→ YOUR ASSIGNMENT
Lines of the records that hold the word "Lists" are to be counted; give the number and nothing more.

→ STUDY MATERIAL

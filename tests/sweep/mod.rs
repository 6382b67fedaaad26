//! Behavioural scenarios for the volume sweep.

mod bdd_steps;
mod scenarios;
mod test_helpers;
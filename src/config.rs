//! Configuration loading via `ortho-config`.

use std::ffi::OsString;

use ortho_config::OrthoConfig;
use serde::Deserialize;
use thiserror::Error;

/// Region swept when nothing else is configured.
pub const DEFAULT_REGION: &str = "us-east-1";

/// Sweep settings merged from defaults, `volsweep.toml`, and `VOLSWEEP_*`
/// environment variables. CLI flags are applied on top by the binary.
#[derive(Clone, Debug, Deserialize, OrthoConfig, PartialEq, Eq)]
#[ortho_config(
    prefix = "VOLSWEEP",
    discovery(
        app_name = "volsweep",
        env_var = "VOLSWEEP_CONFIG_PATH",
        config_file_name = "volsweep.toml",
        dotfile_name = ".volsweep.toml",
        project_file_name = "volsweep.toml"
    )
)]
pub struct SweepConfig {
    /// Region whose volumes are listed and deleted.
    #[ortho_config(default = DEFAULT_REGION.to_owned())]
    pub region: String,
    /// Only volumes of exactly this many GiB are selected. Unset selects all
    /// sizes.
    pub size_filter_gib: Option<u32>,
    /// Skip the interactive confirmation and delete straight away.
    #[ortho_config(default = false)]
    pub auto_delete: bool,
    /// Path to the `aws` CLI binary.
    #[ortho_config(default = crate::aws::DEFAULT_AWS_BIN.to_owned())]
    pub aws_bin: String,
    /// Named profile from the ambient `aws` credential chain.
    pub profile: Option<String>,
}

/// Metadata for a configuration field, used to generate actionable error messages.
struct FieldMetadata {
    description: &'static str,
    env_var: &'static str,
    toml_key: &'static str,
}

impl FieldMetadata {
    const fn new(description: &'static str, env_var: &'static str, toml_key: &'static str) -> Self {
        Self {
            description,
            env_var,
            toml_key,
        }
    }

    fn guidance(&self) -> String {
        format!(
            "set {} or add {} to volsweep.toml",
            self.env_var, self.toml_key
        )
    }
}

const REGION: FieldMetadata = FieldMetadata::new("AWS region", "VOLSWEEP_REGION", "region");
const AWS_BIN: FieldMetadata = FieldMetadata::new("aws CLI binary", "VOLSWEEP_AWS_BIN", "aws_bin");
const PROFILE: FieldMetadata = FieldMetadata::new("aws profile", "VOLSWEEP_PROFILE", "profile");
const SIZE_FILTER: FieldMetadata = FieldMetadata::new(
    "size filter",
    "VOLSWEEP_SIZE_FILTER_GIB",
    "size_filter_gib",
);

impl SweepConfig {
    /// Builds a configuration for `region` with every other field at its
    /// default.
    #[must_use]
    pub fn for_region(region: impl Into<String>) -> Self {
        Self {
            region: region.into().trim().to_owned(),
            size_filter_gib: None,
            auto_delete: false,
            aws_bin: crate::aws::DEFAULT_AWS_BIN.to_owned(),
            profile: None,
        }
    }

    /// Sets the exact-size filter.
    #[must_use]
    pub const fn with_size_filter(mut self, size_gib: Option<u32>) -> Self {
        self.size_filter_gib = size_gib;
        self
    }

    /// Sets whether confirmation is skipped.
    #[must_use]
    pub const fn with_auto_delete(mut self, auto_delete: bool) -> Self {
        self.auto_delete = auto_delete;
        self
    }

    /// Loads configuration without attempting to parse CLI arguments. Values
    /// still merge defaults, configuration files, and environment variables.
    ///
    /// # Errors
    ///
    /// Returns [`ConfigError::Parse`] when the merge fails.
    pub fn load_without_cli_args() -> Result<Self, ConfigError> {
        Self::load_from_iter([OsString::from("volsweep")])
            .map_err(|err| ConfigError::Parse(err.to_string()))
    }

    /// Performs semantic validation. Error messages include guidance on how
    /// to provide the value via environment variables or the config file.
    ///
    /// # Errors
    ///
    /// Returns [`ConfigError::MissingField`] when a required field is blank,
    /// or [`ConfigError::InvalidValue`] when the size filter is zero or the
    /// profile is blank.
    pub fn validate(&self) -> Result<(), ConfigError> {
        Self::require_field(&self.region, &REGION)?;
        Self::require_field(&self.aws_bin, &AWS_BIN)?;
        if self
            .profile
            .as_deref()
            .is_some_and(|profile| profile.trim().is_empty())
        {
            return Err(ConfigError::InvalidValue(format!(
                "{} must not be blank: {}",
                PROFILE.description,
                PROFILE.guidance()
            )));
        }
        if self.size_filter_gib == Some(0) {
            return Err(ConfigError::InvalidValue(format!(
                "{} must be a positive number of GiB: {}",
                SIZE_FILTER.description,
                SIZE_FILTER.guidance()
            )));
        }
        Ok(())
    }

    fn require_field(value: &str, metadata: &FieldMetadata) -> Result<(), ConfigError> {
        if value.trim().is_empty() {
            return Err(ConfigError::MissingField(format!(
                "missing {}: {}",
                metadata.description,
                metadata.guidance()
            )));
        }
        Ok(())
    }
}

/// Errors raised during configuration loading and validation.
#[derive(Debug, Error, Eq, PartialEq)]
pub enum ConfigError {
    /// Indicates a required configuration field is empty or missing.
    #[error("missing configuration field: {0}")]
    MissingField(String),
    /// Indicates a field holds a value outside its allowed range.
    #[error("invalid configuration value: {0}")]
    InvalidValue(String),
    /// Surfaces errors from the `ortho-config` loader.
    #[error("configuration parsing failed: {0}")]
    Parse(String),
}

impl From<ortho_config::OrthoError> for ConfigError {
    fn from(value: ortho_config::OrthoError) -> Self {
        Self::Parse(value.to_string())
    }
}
...
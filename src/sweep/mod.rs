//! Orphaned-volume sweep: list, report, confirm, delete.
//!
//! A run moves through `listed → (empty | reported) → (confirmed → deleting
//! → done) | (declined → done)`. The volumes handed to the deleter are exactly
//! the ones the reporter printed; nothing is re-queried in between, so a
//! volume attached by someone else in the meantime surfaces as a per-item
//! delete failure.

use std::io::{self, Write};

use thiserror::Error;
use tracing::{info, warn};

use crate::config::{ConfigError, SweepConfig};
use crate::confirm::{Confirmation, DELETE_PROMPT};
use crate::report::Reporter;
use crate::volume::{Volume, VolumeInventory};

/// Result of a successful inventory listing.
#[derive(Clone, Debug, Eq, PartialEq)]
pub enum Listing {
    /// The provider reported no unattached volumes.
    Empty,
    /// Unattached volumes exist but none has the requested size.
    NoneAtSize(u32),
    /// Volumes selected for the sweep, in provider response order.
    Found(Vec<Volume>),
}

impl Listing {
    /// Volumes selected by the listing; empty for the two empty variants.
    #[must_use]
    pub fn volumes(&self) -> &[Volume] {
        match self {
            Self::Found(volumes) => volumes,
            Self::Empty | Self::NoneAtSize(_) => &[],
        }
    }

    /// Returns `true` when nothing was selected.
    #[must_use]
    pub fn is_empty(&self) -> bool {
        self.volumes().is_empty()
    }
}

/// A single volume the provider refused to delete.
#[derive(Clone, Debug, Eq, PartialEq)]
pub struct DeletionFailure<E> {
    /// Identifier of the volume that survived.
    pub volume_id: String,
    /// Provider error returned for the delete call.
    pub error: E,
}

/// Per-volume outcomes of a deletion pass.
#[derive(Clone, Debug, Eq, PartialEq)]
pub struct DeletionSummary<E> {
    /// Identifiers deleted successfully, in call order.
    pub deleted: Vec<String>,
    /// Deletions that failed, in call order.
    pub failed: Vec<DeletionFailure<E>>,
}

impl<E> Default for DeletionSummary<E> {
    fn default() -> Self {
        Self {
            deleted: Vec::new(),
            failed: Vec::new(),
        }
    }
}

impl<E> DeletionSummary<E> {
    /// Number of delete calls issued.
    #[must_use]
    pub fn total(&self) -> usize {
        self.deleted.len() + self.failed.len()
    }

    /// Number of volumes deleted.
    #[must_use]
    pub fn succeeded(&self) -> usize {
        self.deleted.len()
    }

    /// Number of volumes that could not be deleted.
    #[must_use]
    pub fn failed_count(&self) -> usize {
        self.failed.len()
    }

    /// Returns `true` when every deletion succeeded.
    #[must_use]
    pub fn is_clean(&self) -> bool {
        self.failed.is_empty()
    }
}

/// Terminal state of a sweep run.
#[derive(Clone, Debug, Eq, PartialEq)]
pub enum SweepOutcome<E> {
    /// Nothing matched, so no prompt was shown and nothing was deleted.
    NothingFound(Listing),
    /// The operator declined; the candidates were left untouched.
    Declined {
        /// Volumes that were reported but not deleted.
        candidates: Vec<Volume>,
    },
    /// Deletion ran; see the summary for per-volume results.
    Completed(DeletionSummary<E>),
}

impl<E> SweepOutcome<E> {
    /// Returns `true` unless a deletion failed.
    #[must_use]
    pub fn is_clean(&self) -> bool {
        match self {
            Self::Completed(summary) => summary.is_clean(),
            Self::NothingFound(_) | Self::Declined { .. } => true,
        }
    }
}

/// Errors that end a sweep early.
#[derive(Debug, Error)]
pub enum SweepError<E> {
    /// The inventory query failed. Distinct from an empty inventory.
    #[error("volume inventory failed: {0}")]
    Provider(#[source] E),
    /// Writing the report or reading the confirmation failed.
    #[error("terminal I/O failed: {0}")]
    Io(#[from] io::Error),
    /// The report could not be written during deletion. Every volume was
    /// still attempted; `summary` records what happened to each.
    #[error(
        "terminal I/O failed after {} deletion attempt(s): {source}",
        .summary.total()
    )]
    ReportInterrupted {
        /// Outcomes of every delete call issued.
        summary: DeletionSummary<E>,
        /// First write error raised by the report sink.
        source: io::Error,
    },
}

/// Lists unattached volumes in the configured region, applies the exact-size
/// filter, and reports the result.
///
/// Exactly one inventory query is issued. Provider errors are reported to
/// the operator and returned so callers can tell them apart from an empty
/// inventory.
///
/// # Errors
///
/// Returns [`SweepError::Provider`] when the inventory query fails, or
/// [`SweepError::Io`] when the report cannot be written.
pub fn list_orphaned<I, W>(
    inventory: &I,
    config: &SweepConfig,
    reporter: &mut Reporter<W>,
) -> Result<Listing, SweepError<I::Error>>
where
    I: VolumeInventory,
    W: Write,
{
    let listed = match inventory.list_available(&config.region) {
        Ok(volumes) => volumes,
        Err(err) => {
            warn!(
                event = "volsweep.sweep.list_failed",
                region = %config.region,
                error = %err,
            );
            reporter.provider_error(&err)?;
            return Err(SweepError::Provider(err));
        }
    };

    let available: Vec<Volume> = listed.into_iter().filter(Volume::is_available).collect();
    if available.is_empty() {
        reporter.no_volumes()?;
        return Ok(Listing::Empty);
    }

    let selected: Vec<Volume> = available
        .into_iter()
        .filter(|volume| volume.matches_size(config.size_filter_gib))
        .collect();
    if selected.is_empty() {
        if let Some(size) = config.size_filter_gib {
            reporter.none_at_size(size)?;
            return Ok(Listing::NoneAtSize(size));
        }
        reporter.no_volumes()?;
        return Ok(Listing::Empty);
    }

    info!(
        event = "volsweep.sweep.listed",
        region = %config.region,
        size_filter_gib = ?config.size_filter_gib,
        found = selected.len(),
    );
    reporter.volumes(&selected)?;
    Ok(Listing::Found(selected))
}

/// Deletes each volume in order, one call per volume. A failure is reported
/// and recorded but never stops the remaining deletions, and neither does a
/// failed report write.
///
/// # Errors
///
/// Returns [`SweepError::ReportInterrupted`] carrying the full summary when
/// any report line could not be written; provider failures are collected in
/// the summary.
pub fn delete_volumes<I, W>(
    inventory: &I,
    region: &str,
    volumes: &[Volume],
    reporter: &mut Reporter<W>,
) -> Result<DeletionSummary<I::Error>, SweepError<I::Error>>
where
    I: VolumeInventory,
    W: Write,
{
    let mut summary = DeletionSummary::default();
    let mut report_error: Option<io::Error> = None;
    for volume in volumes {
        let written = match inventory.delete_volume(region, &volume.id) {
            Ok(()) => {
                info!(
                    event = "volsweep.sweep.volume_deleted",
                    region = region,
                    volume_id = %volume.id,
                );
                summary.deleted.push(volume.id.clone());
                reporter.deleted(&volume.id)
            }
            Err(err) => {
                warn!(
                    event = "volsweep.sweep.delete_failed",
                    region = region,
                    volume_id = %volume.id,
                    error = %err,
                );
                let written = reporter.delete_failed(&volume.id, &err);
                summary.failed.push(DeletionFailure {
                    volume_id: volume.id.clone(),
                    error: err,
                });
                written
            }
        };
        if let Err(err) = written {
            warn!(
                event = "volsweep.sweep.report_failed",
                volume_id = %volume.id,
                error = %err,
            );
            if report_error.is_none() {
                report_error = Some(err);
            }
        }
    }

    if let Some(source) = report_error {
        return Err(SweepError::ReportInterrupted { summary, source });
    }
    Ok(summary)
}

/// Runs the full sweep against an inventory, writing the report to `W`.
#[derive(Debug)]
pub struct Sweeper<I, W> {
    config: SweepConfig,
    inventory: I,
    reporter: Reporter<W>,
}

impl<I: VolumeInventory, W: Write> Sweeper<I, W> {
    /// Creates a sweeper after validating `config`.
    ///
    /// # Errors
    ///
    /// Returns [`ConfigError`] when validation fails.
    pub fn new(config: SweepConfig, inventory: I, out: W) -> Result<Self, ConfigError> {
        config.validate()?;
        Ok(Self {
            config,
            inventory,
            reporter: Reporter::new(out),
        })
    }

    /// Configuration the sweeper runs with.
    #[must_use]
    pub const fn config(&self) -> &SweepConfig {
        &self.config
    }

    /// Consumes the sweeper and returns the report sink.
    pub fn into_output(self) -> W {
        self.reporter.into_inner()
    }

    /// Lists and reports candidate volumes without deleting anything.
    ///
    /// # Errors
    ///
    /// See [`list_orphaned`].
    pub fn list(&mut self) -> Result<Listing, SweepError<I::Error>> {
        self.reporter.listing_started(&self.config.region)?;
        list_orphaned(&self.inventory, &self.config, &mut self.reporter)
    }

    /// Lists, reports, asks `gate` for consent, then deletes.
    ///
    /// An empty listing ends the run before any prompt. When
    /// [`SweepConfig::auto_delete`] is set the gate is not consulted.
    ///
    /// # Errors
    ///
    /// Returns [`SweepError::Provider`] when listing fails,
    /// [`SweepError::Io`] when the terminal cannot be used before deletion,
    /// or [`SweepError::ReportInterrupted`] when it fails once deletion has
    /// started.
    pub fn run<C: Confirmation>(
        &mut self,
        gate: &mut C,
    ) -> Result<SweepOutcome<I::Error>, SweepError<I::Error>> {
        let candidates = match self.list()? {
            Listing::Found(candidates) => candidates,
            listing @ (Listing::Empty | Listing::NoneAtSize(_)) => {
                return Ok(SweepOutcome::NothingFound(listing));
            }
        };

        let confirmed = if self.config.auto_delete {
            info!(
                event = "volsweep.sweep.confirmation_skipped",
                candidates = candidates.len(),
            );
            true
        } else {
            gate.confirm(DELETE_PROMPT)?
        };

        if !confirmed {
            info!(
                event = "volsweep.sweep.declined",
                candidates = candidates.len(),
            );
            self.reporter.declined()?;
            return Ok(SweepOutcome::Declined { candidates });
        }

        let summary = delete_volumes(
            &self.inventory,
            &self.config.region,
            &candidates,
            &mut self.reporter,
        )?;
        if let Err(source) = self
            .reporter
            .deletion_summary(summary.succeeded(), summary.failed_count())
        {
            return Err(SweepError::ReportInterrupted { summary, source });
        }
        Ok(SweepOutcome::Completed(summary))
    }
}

→ SOLUTION
3